Reproduce each entry below exactly, without omitting any.

********************

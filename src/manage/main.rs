use std::sync::Arc;

use anyhow::Result;
use clap::{Parser, Subcommand, ValueEnum};

use resbx::orchestrator::{LogTarget, SessionOrchestrator};
use resbx::runtime::DockerCliRuntime;
use resbx::shared::models::{ProcessStatus, TtlStatus};
use resbx::shared::{logging, SandboxConfig};

#[derive(Parser)]
#[command(name = "resbx-manage")]
#[command(about = "Manage the lifecycle of research sandbox sessions")]
struct Args {
    #[command(subcommand)]
    command: Command,
}

#[derive(Subcommand)]
enum Command {
    /// Start a session's runtime pair
    Start { session_id: String },
    /// Stop a session's runtime pair
    Stop { session_id: String },
    /// Stop, settle, and start again
    Restart { session_id: String },
    /// Extend the session's lifetime past its current expiry
    Extend {
        session_id: String,
        /// Hours to add
        #[arg(long, default_value_t = 24)]
        hours: i64,
    },
    /// Issue a bearer token for the session, expiring with its TTL
    Token { session_id: String },
    /// Report process status, backend reachability and remaining TTL
    Health { session_id: String },
    /// Print recent runtime logs
    Logs {
        session_id: String,
        #[arg(long, value_enum, default_value_t = Service::Both)]
        service: Service,
        #[arg(long, default_value_t = 50)]
        tail: u32,
    },
}

#[derive(Debug, Clone, Copy, ValueEnum)]
enum Service {
    Backend,
    Frontend,
    Both,
}

impl From<Service> for LogTarget {
    fn from(service: Service) -> Self {
        match service {
            Service::Backend => LogTarget::Backend,
            Service::Frontend => LogTarget::Frontend,
            Service::Both => LogTarget::Both,
        }
    }
}

#[tokio::main]
async fn main() -> Result<()> {
    let args = Args::parse();

    let config = SandboxConfig::load_or_default()?;
    let _ = logging::init_tool_logging(&config.log_dir, "resbx_manage");

    let runtime = Arc::new(DockerCliRuntime::new());
    let orchestrator = SessionOrchestrator::new(config, runtime);

    match args.command {
        Command::Start { session_id } => {
            orchestrator.start(&session_id).await?;
            println!("Session {session_id} started");
        }
        Command::Stop { session_id } => {
            orchestrator.stop(&session_id).await?;
            println!("Session {session_id} stopped");
        }
        Command::Restart { session_id } => {
            orchestrator.restart(&session_id).await?;
            println!("Session {session_id} restarted");
        }
        Command::Extend { session_id, hours } => {
            let descriptor = orchestrator.extend_ttl(&session_id, hours)?;
            println!(
                "Session {session_id} extended by {hours}h, now expires {}",
                descriptor.session.expires_at.format("%Y-%m-%d %H:%M UTC")
            );
        }
        Command::Token { session_id } => {
            let token = orchestrator.issue_token(&session_id)?;
            println!("{token}");
        }
        Command::Health { session_id } => {
            let report = orchestrator.health(&session_id).await?;
            let reachability = match report.backend_reachable {
                Some(true) => " (reachable)",
                Some(false) => " (unreachable)",
                None => "",
            };
            println!("Session {}", report.session_id);
            println!(
                "  Backend:  {} on port {}{}",
                report.backend, report.backend_port, reachability
            );
            println!(
                "  Frontend: {} on port {}",
                report.frontend, report.frontend_port
            );
            println!("  TTL:      {}", report.ttl);
            println!("  Access:   http://localhost:{}", report.frontend_port);
            println!("  API:      http://localhost:{}", report.backend_port);

            let healthy = report.backend == ProcessStatus::Running
                && report.backend_reachable == Some(true)
                && matches!(report.ttl, TtlStatus::Remaining(_));
            if !healthy {
                std::process::exit(1);
            }
        }
        Command::Logs {
            session_id,
            service,
            tail,
        } => {
            for (name, text) in orchestrator
                .logs(&session_id, service.into(), tail)
                .await?
            {
                println!("==== {name} ====");
                println!("{text}");
            }
        }
    }

    Ok(())
}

********************

> [RESPONSE TO THIS TASK]
filename src/manage/main.rs
use std::sync::Arc;

use anyhow::Result;
use clap::{Parser, Subcommand, ValueEnum};

use resbx::orchestrator::{LogTarget, SessionOrchestrator};
use resbx::runtime::DockerCliRuntime;
use resbx::shared::models::{ProcessStatus, TtlStatus};
use resbx::shared::{logging, SandboxConfig};

#[derive(Parser)]
#[command(name = "resbx-manage")]
#[command(about = "Manage the lifecycle of research sandbox sessions")]
struct Args {
    #[command(subcommand)]
    command: Command,
}

#[derive(Subcommand)]
enum Command {
    /// Start a session's runtime pair
    Start { session_id: String },
    /// Stop a session's runtime pair
    Stop { session_id: String },
    /// Stop, settle, and start again
    Restart { session_id: String },
    /// Extend the session's lifetime past its current expiry
    Extend {
        session_id: String,
        /// Hours to add
        #[arg(long, default_value_t = 24)]
        hours: i64,
    },
    /// Issue a bearer token for the session, expiring with its TTL
    Token { session_id: String },
    /// Report process status, backend reachability and remaining TTL
    Health { session_id: String },
    /// Print recent runtime logs
    Logs {
        session_id: String,
        #[arg(long, value_enum, default_value_t = Service::Both)]
        service: Service,
        #[arg(long, default_value_t = 50)]
        tail: u32,
    },
}

#[derive(Debug, Clone, Copy, ValueEnum)]
enum Service {
    Backend,
    Frontend,
    Both,
}

impl From<Service> for LogTarget {
    fn from(service: Service) -> Self {
        match service {
            Service::Backend => LogTarget::Backend,
            Service::Frontend => LogTarget::Frontend,
            Service::Both => LogTarget::Both,
        }
    }
}

#[tokio::main]
async fn main() -> Result<()> {
    let args = Args::parse();

    let config = SandboxConfig::load_or_default()?;
    let _ = logging::init_tool_logging(&config.log_dir, "resbx_manage");

    let runtime = Arc::new(DockerCliRuntime::new());
    let orchestrator = SessionOrchestrator::new(config, runtime);

    match args.command {
        Command::Start { session_id } => {
            orchestrator.start(&session_id).await?;
            println!("Session {session_id} started");
        }
        Command::Stop { session_id } => {
            orchestrator.stop(&session_id).await?;
            println!("Session {session_id} stopped");
        }
        Command::Restart { session_id } => {
            orchestrator.restart(&session_id).await?;
            println!("Session {session_id} restarted");
        }
        Command::Extend { session_id, hours } => {
            let descriptor = orchestrator.extend_ttl(&session_id, hours)?;
            println!(
                "Session {session_id} extended by {hours}h, now expires {}",
                descriptor.session.expires_at.format("%Y-%m-%d %H:%M UTC")
            );
        }
        Command::Token { session_id } => {
            let token = orchestrator.issue_token(&session_id)?;
            println!("{token}");
        }
        Command::Health { session_id } => {
            let report = orchestrator.health(&session_id).await?;
            let reachability = match report.backend_reachable {
                Some(true) => " (reachable)",
                Some(false) => " (unreachable)",
                None => "",
            };
            println!("Session {}", report.session_id);
            println!(
                "  Backend:  {} on port {}{}",
                report.backend, report.backend_port, reachability
            );
            println!(
                "  Frontend: {} on port {}",
                report.frontend, report.frontend_port
            );
            println!("  TTL:      {}", report.ttl);
            println!("  Access:   http://localhost:{}", report.frontend_port);
            println!("  API:      http://localhost:{}", report.backend_port);

            let healthy = report.backend == ProcessStatus::Running
                && report.backend_reachable == Some(true)
                && matches!(report.ttl, TtlStatus::Remaining(_));
            if !healthy {
                std::process::exit(1);
            }
        }
        Command::Logs {
            session_id,
            service,
            tail,
        } => {
            for (name, text) in orchestrator
                .logs(&session_id, service.into(), tail)
                .await?
            {
                println!("==== {name} ====");
                println!("{text}");
            }
        }
    }

    Ok(())
}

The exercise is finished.